CN121189428BActive Publication Date: 2026-06-26TIANJIN UNIV

Patent Information

Authority / Receiving Office
CN · China
Patent Type
Patents(China)
Current Assignee / Owner
TIANJIN UNIV
Filing Date
2025-09-23
Publication Date
2026-06-26

AI Technical Summary

Technical Problem

Existing incremental learning methods are prone to catastrophic forgetting when the model continuously learns new tasks, and are sensitive to the order of tasks, resulting in performance fluctuations.

Method used

By employing multi-synaptic connections and local plasticity modulation mechanisms, a multi-synaptic neural network is constructed by simulating the neural structure of the biological brain. The intensity of local synaptic activity is recorded using qualification traces, and synaptic weights are dynamically adjusted to achieve stable incremental learning.

Benefits of technology

It significantly mitigates catastrophic forgetting under fixed network capacity, improves the robustness and accuracy of the model in complex environments, and is suitable for resource-constrained edge computing devices.

✦ Generated by Eureka AI based on patent content.

Smart Images

  • Figure CN121189428B_ABST
    Figure CN121189428B_ABST
Patent Text Reader

Abstract

The application discloses a kind of based on the method for training of increment learning neural network of multisynaptic connection and local plasticity modulation, main steps include: constructing neural network based on multisynaptic connection, include fully connected layer and convolution layer: in fully connected layer, introduce multiple synapse connections between adjacent two layers of neurons, in convolution layer, design multiple parallel weight channels for each convolution kernel element;A eligibility trace is associated for each synapse weight, for recording local synapse activity intensity, and network parameters are initialized;Each task is allocated subnetwork by weight mask, eligibility trace is updated according to the output value of neuron, the model is trained using back propagation algorithm, and the allocated weight is frozen;According to the value of synapse modulation factor calculated according to eligibility trace intensity, update weight in combination with modulation factor;The application can effectively improve the accuracy of increment learning, realize zero forgetting, and keep the robustness to task order change.
Need to check novelty before this filing date?

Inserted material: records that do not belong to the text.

//! Scheduler daemon
//!
//! Polls the store for due jobs and publishes each one to every configured
//! destination in registry order. Jobs are processed one at a time and
//! destinations are called one at a time; nothing runs in parallel.
//!
//! A job counts as posted when at least one destination returned an id,
//! even if others failed. It is marked failed only when no destination
//! succeeded, with every destination error joined into `last_error`.

use std::time::Duration;
use tokio::time::sleep;
use tokio_util::sync::CancellationToken;
use tracing::{debug, error, info, warn};

use crate::content::{ContentLoader, FolderContentLoader};
use crate::destinations::DestinationRegistry;
use crate::error::{DestinationError, PostkeeperError, Result};
use crate::manager::JobManager;
use crate::types::{Job, JobStatus, PostIds};

/// Granularity of the sleep between polls; bounds shutdown latency
pub const SLEEP_STEP: Duration = Duration::from_secs(1);

/// What happened to each due job in one cycle
#[derive(Debug, Clone, Default, PartialEq, Eq)]
pub struct CycleReport {
    /// Posted to at least one destination
    pub posted: Vec<String>,
    /// No destination succeeded
    pub failed: Vec<String>,
    /// Claimed by another scheduler first, or moved before the result was saved
    pub skipped: Vec<String>,
    /// Processing stopped on a storage fault
    pub errored: Vec<String>,
}

impl CycleReport {
    pub fn processed(&self) -> usize {
        self.posted.len() + self.failed.len() + self.skipped.len() + self.errored.len()
    }
}

/// Result of one publishing attempt across all destinations
#[derive(Debug, Clone, PartialEq, Eq)]
pub enum PublishOutcome {
    Posted(PostIds),
    Failed(String),
}

pub struct Scheduler {
    manager: JobManager,
    destinations: DestinationRegistry,
    loader: Box<dyn ContentLoader>,
}

impl Scheduler {
    pub fn new(manager: JobManager, destinations: DestinationRegistry) -> Self {
        Self {
            manager,
            destinations,
            loader: Box::new(FolderContentLoader),
        }
    }

    /// Replace the post content loader
    pub fn with_loader(mut self, loader: impl ContentLoader + 'static) -> Self {
        self.loader = Box::new(loader);
        self
    }

    pub fn manager(&self) -> &JobManager {
        &self.manager
    }

    pub fn destinations(&self) -> &DestinationRegistry {
        &self.destinations
    }

    /// One due-check-and-post cycle at the current time
    pub async fn run_once(&self) -> Result<CycleReport> {
        self.run_once_at(chrono::Utc::now().timestamp()).await
    }

    /// One cycle treating `now` as the current Unix time
    pub async fn run_once_at(&self, now: i64) -> Result<CycleReport> {
        self.cycle(now, None).await
    }

    /// Poll every `interval` until `shutdown` is cancelled
    ///
    /// Cancellation is checked between jobs and during the sleep, which is
    /// taken in [`SLEEP_STEP`] increments. A job already being posted runs
    /// to completion.
    pub async fn run_forever(&self, interval: Duration, shutdown: CancellationToken) -> Result<()> {
        let interval = if interval.is_zero() {
            warn!("Poll interval of 0s requested, using {}s", SLEEP_STEP.as_secs());
            SLEEP_STEP
        } else {
            interval
        };

        info!("Scheduler daemon started (interval: {}s)", interval.as_secs_f64());

        loop {
            if shutdown.is_cancelled() {
                info!("Shutdown requested, stopping daemon loop");
                break;
            }

            let now = chrono::Utc::now().timestamp();
            if let Err(e) = self.cycle(now, Some(&shutdown)).await {
                error!("Error during check: {}", e);
            }

            let mut remaining = interval;
            while !remaining.is_zero() && !shutdown.is_cancelled() {
                let step = remaining.min(SLEEP_STEP);
                tokio::select! {
                    _ = shutdown.cancelled() => break,
                    _ = sleep(step) => {}
                }
                remaining = remaining.saturating_sub(step);
            }
        }

        info!("Scheduler daemon stopped");
        Ok(())
    }

    async fn cycle(&self, now: i64, shutdown: Option<&CancellationToken>) -> Result<CycleReport> {
        let due = self.manager.store().due(now).await?;
        let mut report = CycleReport::default();

        if due.is_empty() {
            debug!("No jobs due");
            return Ok(report);
        }

        info!("Found {} due job(s)", due.len());

        for job in due {
            if shutdown.is_some_and(|token| token.is_cancelled()) {
                info!("Shutdown requested, leaving remaining due jobs for the next run");
                break;
            }

            match self.process_job(&job).await {
                Ok(Some(PublishOutcome::Posted(_))) => report.posted.push(job.id),
                Ok(Some(PublishOutcome::Failed(_))) => report.failed.push(job.id),
                Ok(None) => report.skipped.push(job.id),
                Err(e) => {
                    error!("[{}] Processing aborted: {}", job.id, e);
                    report.errored.push(job.id);
                }
            }
        }

        Ok(report)
    }

    /// Claim, publish and record one job; `Ok(None)` if the claim was lost
    async fn process_job(&self, job: &Job) -> Result<Option<PublishOutcome>> {
        let store = self.manager.store();

        if !store.mark_posting(&job.id).await? {
            warn!("[{}] No longer ready, another scheduler claimed it", job.id);
            return Ok(None);
        }

        info!("Posting [{}] {}...", job.id, job.display_title());
        let outcome = self.publish(job).await;

        match &outcome {
            PublishOutcome::Posted(post_ids) => {
                if !store.mark_posted(&job.id, post_ids).await? {
                    warn!("[{}] Moved while posting, result not recorded", job.id);
                    return Ok(None);
                }
                if let Err(e) = self.manager.transition(&job.id, JobStatus::Posted).await {
                    error!("[{}] Posted but folder rename failed: {}", job.id, e);
                }
                info!("[{}] Posted successfully", job.id);
            }
            PublishOutcome::Failed(message) => {
                if !store.mark_failed(&job.id, message).await? {
                    warn!("[{}] Moved while posting, failure not recorded", job.id);
                    return Ok(None);
                }
                error!("[{}] Failed: {}", job.id, message);
            }
        }

        Ok(Some(outcome))
    }

    /// Attempt every destination that has a caption; never returns early on a
    /// destination error
    pub async fn publish(&self, job: &Job) -> PublishOutcome {
        if !job.folder_path.is_dir() {
            return PublishOutcome::Failed(format!(
                "Folder not found: {}",
                job.folder_path.display()
            ));
        }

        let content = match self.loader.load(&job.folder_path) {
            Ok(content) => content,
            Err(e) => return PublishOutcome::Failed(format!("Failed to load post config: {}", e)),
        };

        let mut post_ids = PostIds::new();
        let mut errors = Vec::new();

        for destination in self.destinations.iter() {
            let name = destination.name();
            let Some(caption) = content.caption_for(name) else {
                debug!("[{}] No caption for {}, skipping", job.id, name);
                continue;
            };

            match destination.post(caption, &content.media).await {
                Ok(post_id) if !post_id.trim().is_empty() => {
                    info!("  Posted to {}: {}", name, post_id);
                    post_ids.insert(name.to_string(), post_id);
                }
                Ok(_) => {
                    let message = format!("{}: {}", name, DestinationError::EmptyResponse);
                    error!("  {}", message);
                    errors.push(message);
                }
                Err(e) => {
                    let message = format!("{}: {}", name, describe(&e));
                    error!("  {}", message);
                    errors.push(message);
                }
            }
        }

        if post_ids.is_empty() {
            if errors.is_empty() {
                let message = "No configured destination has a caption";
                return PublishOutcome::Failed(message.to_string());
            }
            return PublishOutcome::Failed(errors.join("; "));
        }

        if !errors.is_empty() {
            warn!(
                "[{}] Partially posted ({} ok, {} failed): {}",
                job.id,
                post_ids.len(),
                errors.len(),
                errors.join("; ")
            );
        }

        PublishOutcome::Posted(post_ids)
    }
}

fn describe(error: &PostkeeperError) -> String {
    match error {
        PostkeeperError::Destination(inner) => inner.to_string(),
        other => other.to_string(),
    }
}
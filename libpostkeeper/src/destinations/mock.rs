//! Mock destination for testing
//!
//! A configurable destination that can simulate successes, failures and
//! slow channels. Clones share their call log, so a test can keep one clone
//! and hand the other to a [`DestinationRegistry`](super::DestinationRegistry).

use async_trait::async_trait;
use std::path::PathBuf;
use std::sync::{Arc, Mutex};
use std::time::Duration;
use tokio::time::sleep;

use crate::destinations::Destination;
use crate::error::{DestinationError, Result};

/// A single recorded call to [`MockDestination::post`]
#[derive(Debug, Clone, PartialEq)]
pub struct MockCall {
    pub caption: String,
    pub media: Vec<PathBuf>,
}

/// Configuration for mock destination behavior
#[derive(Debug, Clone)]
pub struct MockConfig {
    /// Destination name (e.g., "facebook")
    pub name: String,

    /// Whether posting should succeed
    pub post_succeeds: bool,

    /// Error to return on posting failure
    pub post_error: Option<String>,

    /// Fixed id to return on success; a generated id is used when `None`
    pub post_id: Option<String>,

    /// Delay before completing the post (simulates network latency)
    pub delay: Duration,

    /// Calls made so far (for verification)
    pub calls: Arc<Mutex<Vec<MockCall>>>,
}

impl Default for MockConfig {
    fn default() -> Self {
        Self {
            name: "mock".to_string(),
            post_succeeds: true,
            post_error: None,
            post_id: None,
            delay: Duration::from_millis(0),
            calls: Arc::new(Mutex::new(Vec::new())),
        }
    }
}

/// Mock destination for testing
#[derive(Debug, Clone)]
pub struct MockDestination {
    config: MockConfig,
}

impl MockDestination {
    pub fn new(config: MockConfig) -> Self {
        Self { config }
    }

    /// A destination that always succeeds with a generated id
    pub fn success(name: &str) -> Self {
        Self::new(MockConfig {
            name: name.to_string(),
            ..Default::default()
        })
    }

    /// A destination that always succeeds with `post_id`
    pub fn with_id(name: &str, post_id: &str) -> Self {
        Self::new(MockConfig {
            name: name.to_string(),
            post_id: Some(post_id.to_string()),
            ..Default::default()
        })
    }

    /// A destination whose every post fails with `error`
    pub fn post_failure(name: &str, error: &str) -> Self {
        Self::new(MockConfig {
            name: name.to_string(),
            post_succeeds: false,
            post_error: Some(error.to_string()),
            ..Default::default()
        })
    }

    /// A destination that answers after `delay`
    pub fn with_delay(name: &str, delay: Duration) -> Self {
        Self::new(MockConfig {
            name: name.to_string(),
            delay,
            ..Default::default()
        })
    }

    /// Get the number of times post was called
    pub fn call_count(&self) -> usize {
        self.config.calls.lock().unwrap().len()
    }

    /// Get every call made so far
    pub fn calls(&self) -> Vec<MockCall> {
        self.config.calls.lock().unwrap().clone()
    }
}

#[async_trait]
impl Destination for MockDestination {
    fn name(&self) -> &str {
        &self.config.name
    }

    async fn post(&self, caption: &str, media: &[PathBuf]) -> Result<String> {
        self.config.calls.lock().unwrap().push(MockCall {
            caption: caption.to_string(),
            media: media.to_vec(),
        });

        if !self.config.delay.is_zero() {
            sleep(self.config.delay).await;
        }

        if self.config.post_succeeds {
            let post_id = self
                .config
                .post_id
                .clone()
                .unwrap_or_else(|| format!("{}:mock-{}", self.config.name, uuid::Uuid::new_v4()));
            Ok(post_id)
        } else {
            let error_msg = self
                .config
                .post_error
                .clone()
                .unwrap_or_else(|| "Mock posting failed".to_string());
            Err(DestinationError::Posting(error_msg).into())
        }
    }
}
//! Engine Errors

use thiserror::Error;

use crate::game::entity::Side;

/// Errors returned by action staging and turn resolution.
#[derive(Debug, Clone, PartialEq, Eq, Error)]
pub enum EngineError {
    /// Order list length differs from the roster size.
    #[error("{side} fleet has {expected} ships but {actual} orders were given")]
    ActionCountMismatch {
        /// Fleet the orders were meant for
        side: Side,
        /// Roster size
        expected: usize,
        /// Orders supplied
        actual: usize,
    },

    /// Unrecognized action tag or malformed order.
    #[error("invalid action: {0}")]
    InvalidAction(String),

    /// A fleet has no ships left. The world is fully updated; this is the
    /// normal end of a battle, not a defect.
    #[error("game over, winner: {}", winner_name(.winner))]
    GameOver {
        /// Surviving fleet, or `None` when both sank on the same turn
        winner: Option<Side>,
    },
}

fn winner_name(winner: &Option<Side>) -> &'static str {
    winner.map(Side::as_str).unwrap_or("none")
}

impl EngineError {
    /// Check if this is the end-of-battle signal rather than a failure.
    pub fn is_game_over(&self) -> bool {
        matches!(self, EngineError::GameOver { .. })
    }

    /// Winner carried by a game-over signal.
    pub fn winner(&self) -> Option<Side> {
        match self {
            EngineError::GameOver { winner } => *winner,
            _ => None,
        }
    }
}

Find Prior Art

Description

Technical Field

[0001] This invention relates to the fields of neuromorphic computing and incremental learning, and in particular to a method for training neural networks using incremental learning based on multisynaptic connections and local plasticity modulation; a neuromorphic intelligent system for solving the catastrophic forgetting problem in neural networks and suitable for continuous learning scenarios. Background Technology

[0002] Deep neural networks have made groundbreaking progress in many fields, but they typically rely on the assumption of independent and identically distributed data and are trained once on static datasets. When the model needs to continuously learn a series of tasks, the learning of new tasks will overwrite the network weights optimized for old tasks, causing the model to quickly forget old knowledge. This problem is known as "catastrophic forgetting".

[0003] Incremental learning aims to develop models that can continuously acquire and retain knowledge from a series of tasks or data streams, thus simulating the human ability to learn progressively over time. This approach, also known as continuous learning or lifelong learning, shows great promise in building efficient systems that can adapt to dynamic environments. However, a core challenge of incremental learning is catastrophic forgetting, where the model's performance on previously learned tasks significantly declines after learning a new task.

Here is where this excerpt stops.